### Problem description:
When the material ends, stop; until then, set down every line exactly.

= = =

//! Application error types.
//!
//! Core errors are mapped to HTTP exactly once, here.

use axum::http::StatusCode;
use axum::response::{IntoResponse, Response};
use thiserror::Error;
use tracing::error;
use userapi_core::accounts::AccountError;

use crate::response::failure;

/// Convenience alias for handler return types.
pub type AppResult<T> = Result<T, AppError>;

/// Application-level errors with HTTP status mapping.
#[derive(Debug, Error)]
pub enum AppError {
    #[error("Bad request: {0}")]
    BadRequest(String),

    #[error("Validation failed")]
    Validation(Vec<String>),

    #[error("Not found: {0}")]
    NotFound(String),

    #[error("Conflict: {0}")]
    Conflict(String),

    #[error("Unauthorized: {0}")]
    Unauthorized(String),

    #[error("Forbidden: {0}")]
    Forbidden(String),

    #[error("Internal server error")]
    Internal(String),
}

impl IntoResponse for AppError {
    fn into_response(self) -> Response {
        match self {
            AppError::Validation(messages) => {
                failure(StatusCode::BAD_REQUEST, "Validation failed", Some(messages))
            }
            AppError::BadRequest(m) => failure::<()>(StatusCode::BAD_REQUEST, &m, None),
            AppError::NotFound(m) => failure::<()>(StatusCode::NOT_FOUND, &m, None),
            AppError::Conflict(m) => failure::<()>(StatusCode::CONFLICT, &m, None),
            AppError::Unauthorized(m) => failure::<()>(StatusCode::UNAUTHORIZED, &m, None),
            AppError::Forbidden(m) => failure::<()>(StatusCode::FORBIDDEN, &m, None),
            AppError::Internal(detail) => {
                error!(%detail, "internal error");
                failure::<()>(
                    StatusCode::INTERNAL_SERVER_ERROR,
                    "Internal server error",
                    None,
                )
            }
        }
    }
}

impl From<AccountError> for AppError {
    fn from(e: AccountError) -> Self {
        let message = e.to_string();
        match e {
            AccountError::NotFound => AppError::NotFound(message),
            AccountError::EmailTaken | AccountError::UsernameTaken => AppError::Conflict(message),
            AccountError::InvalidCredentials | AccountError::InvalidToken => {
                AppError::Unauthorized(message)
            }
            AccountError::Inactive | AccountError::Forbidden(_) => AppError::Forbidden(message),
            AccountError::InvalidId => AppError::BadRequest(message),
            AccountError::Internal(detail) => AppError::Internal(detail),
        }
    }
}
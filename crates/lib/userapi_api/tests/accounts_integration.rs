//! Integration tests: build the router over an in-memory store and drive it
//! with `oneshot` requests.

use std::sync::Arc;

use axum::Router;
use axum::body::Body;
use axum::http::{Request, StatusCode, header};
use serde_json::{Value, json};
use tower::ServiceExt;
use userapi_api::{AppState, config::ApiConfig};
use userapi_core::models::account::{Account, NewAccount, Role};
use userapi_core::store::{AccountStore, MemoryAccountStore, StoreError};
use uuid::Uuid;

fn test_config() -> ApiConfig {
    ApiConfig {
        jwt_secret: "test-secret".into(),
        bcrypt_cost: 4,
        ..ApiConfig::default()
    }
}

struct TestApp {
    router: Router,
    state: AppState,
    store: Arc<MemoryAccountStore>,
}

impl TestApp {
    fn new() -> Self {
        Self::with_config(test_config())
    }

    fn with_config(config: ApiConfig) -> Self {
        let store = Arc::new(MemoryAccountStore::new());
        let state = AppState::new(store.clone(), config);
        Self {
            router: userapi_api::router(state.clone()),
            state,
            store,
        }
    }

    async fn send(
        &self,
        method: &str,
        uri: &str,
        token: Option<&str>,
        body: Option<Value>,
    ) -> (StatusCode, Value) {
        let mut builder = Request::builder().method(method).uri(uri);
        if let Some(token) = token {
            builder = builder.header(header::AUTHORIZATION, format!("Bearer {token}"));
        }
        let body = match body {
            Some(v) => {
                builder = builder.header(header::CONTENT_TYPE, "application/json");
                Body::from(v.to_string())
            }
            None => Body::empty(),
        };
        self.raw(builder.body(body).unwrap()).await
    }

    async fn raw(&self, req: Request<Body>) -> (StatusCode, Value) {
        let resp = self.router.clone().oneshot(req).await.expect("request");
        let status = resp.status();
        let bytes = axum::body::to_bytes(resp.into_body(), usize::MAX)
            .await
            .expect("read body");
        let json = if bytes.is_empty() {
            Value::Null
        } else {
            serde_json::from_slice(&bytes).expect("parse JSON")
        };
        (status, json)
    }

    /// Sign up and return (token, user id).
    async fn sign_up(&self, email: &str, username: &str) -> (String, String) {
        let (status, body) = self
            .send(
                "POST",
                "/api/v1/auth/signup",
                None,
                Some(json!({
                    "email": email,
                    "username": username,
                    "password": "password123",
                    "first_name": "Ada",
                    "last_name": "Lovelace",
                })),
            )
            .await;
        assert_eq!(status, StatusCode::CREATED, "{body}");
        (
            body["data"]["token"].as_str().unwrap().to_string(),
            body["data"]["user"]["id"].as_str().unwrap().to_string(),
        )
    }

    /// Insert an admin directly into the store and mint a token for it.
    async fn admin_token(&self) -> String {
        let account = self
            .store
            .create(NewAccount {
                email: "root@example.com".into(),
                username: "root".into(),
                password_hash: "unused".into(),
                first_name: "Root".into(),
                last_name: "Admin".into(),
                is_active: true,
                role: Role::Admin,
            })
            .await
            .unwrap();
        self.state.service.tokens().issue(&account).unwrap()
    }
}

= = =

### Solved problem:
//! Application error types.
//!
//! Core errors are mapped to HTTP exactly once, here.

use axum::http::StatusCode;
use axum::response::{IntoResponse, Response};
use thiserror::Error;
use tracing::error;
use userapi_core::accounts::AccountError;

use crate::response::failure;

/// Convenience alias for handler return types.
pub type AppResult<T> = Result<T, AppError>;

/// Application-level errors with HTTP status mapping.
#[derive(Debug, Error)]
pub enum AppError {
    #[error("Bad request: {0}")]
    BadRequest(String),

    #[error("Validation failed")]
    Validation(Vec<String>),

    #[error("Not found: {0}")]
    NotFound(String),

    #[error("Conflict: {0}")]
    Conflict(String),

    #[error("Unauthorized: {0}")]
    Unauthorized(String),

    #[error("Forbidden: {0}")]
    Forbidden(String),

    #[error("Internal server error")]
    Internal(String),
}

impl IntoResponse for AppError {
    fn into_response(self) -> Response {
        match self {
            AppError::Validation(messages) => {
                failure(StatusCode::BAD_REQUEST, "Validation failed", Some(messages))
            }
            AppError::BadRequest(m) => failure::<()>(StatusCode::BAD_REQUEST, &m, None),
            AppError::NotFound(m) => failure::<()>(StatusCode::NOT_FOUND, &m, None),
            AppError::Conflict(m) => failure::<()>(StatusCode::CONFLICT, &m, None),
            AppError::Unauthorized(m) => failure::<()>(StatusCode::UNAUTHORIZED, &m, None),
            AppError::Forbidden(m) => failure::<()>(StatusCode::FORBIDDEN, &m, None),
            AppError::Internal(detail) => {
                error!(%detail, "internal error");
                failure::<()>(
                    StatusCode::INTERNAL_SERVER_ERROR,
                    "Internal server error",
                    None,
                )
            }
        }
    }
}

impl From<AccountError> for AppError {
    fn from(e: AccountError) -> Self {
        let message = e.to_string();
        match e {
            AccountError::NotFound => AppError::NotFound(message),
            AccountError::EmailTaken | AccountError::UsernameTaken => AppError::Conflict(message),
            AccountError::InvalidCredentials | AccountError::InvalidToken => {
                AppError::Unauthorized(message)
            }
            AccountError::Inactive | AccountError::Forbidden(_) => AppError::Forbidden(message),
            AccountError::InvalidId => AppError::BadRequest(message),
            AccountError::Internal(detail) => AppError::Internal(detail),
        }
    }
}
filename crates/lib/userapi_api/tests/accounts_integration.rs
//! Integration tests: build the router over an in-memory store and drive it
//! with `oneshot` requests.

use std::sync::Arc;

use axum::Router;
use axum::body::Body;
use axum::http::{Request, StatusCode, header};
use serde_json::{Value, json};
use tower::ServiceExt;
use userapi_api::{AppState, config::ApiConfig};
use userapi_core::models::account::{Account, NewAccount, Role};
use userapi_core::store::{AccountStore, MemoryAccountStore, StoreError};
use uuid::Uuid;

fn test_config() -> ApiConfig {
    ApiConfig {
        jwt_secret: "test-secret".into(),
        bcrypt_cost: 4,
        ..ApiConfig::default()
    }
}

struct TestApp {
    router: Router,
    state: AppState,
    store: Arc<MemoryAccountStore>,
}

impl TestApp {
    fn new() -> Self {
        Self::with_config(test_config())
    }

    fn with_config(config: ApiConfig) -> Self {
        let store = Arc::new(MemoryAccountStore::new());
        let state = AppState::new(store.clone(), config);
        Self {
            router: userapi_api::router(state.clone()),
            state,
            store,
        }
    }

    async fn send(
        &self,
        method: &str,
        uri: &str,
        token: Option<&str>,
        body: Option<Value>,
    ) -> (StatusCode, Value) {
        let mut builder = Request::builder().method(method).uri(uri);
        if let Some(token) = token {
            builder = builder.header(header::AUTHORIZATION, format!("Bearer {token}"));
        }
        let body = match body {
            Some(v) => {
                builder = builder.header(header::CONTENT_TYPE, "application/json");
                Body::from(v.to_string())
            }
            None => Body::empty(),
        };
        self.raw(builder.body(body).unwrap()).await
    }

    async fn raw(&self, req: Request<Body>) -> (StatusCode, Value) {
        let resp = self.router.clone().oneshot(req).await.expect("request");
        let status = resp.status();
        let bytes = axum::body::to_bytes(resp.into_body(), usize::MAX)
            .await
            .expect("read body");
        let json = if bytes.is_empty() {
            Value::Null
        } else {
            serde_json::from_slice(&bytes).expect("parse JSON")
        };
        (status, json)
    }

    /// Sign up and return (token, user id).
    async fn sign_up(&self, email: &str, username: &str) -> (String, String) {
        let (status, body) = self
            .send(
                "POST",
                "/api/v1/auth/signup",
                None,
                Some(json!({
                    "email": email,
                    "username": username,
                    "password": "password123",
                    "first_name": "Ada",
                    "last_name": "Lovelace",
                })),
            )
            .await;
        assert_eq!(status, StatusCode::CREATED, "{body}");
        (
            body["data"]["token"].as_str().unwrap().to_string(),
            body["data"]["user"]["id"].as_str().unwrap().to_string(),
        )
    }

    /// Insert an admin directly into the store and mint a token for it.
    async fn admin_token(&self) -> String {
        let account = self
            .store
            .create(NewAccount {
                email: "root@example.com".into(),
                username: "root".into(),
                password_hash: "unused".into(),
                first_name: "Root".into(),
                last_name: "Admin".into(),
                is_active: true,
                role: Role::Admin,
            })
            .await
            .unwrap();
        self.state.service.tokens().issue(&account).unwrap()
    }
}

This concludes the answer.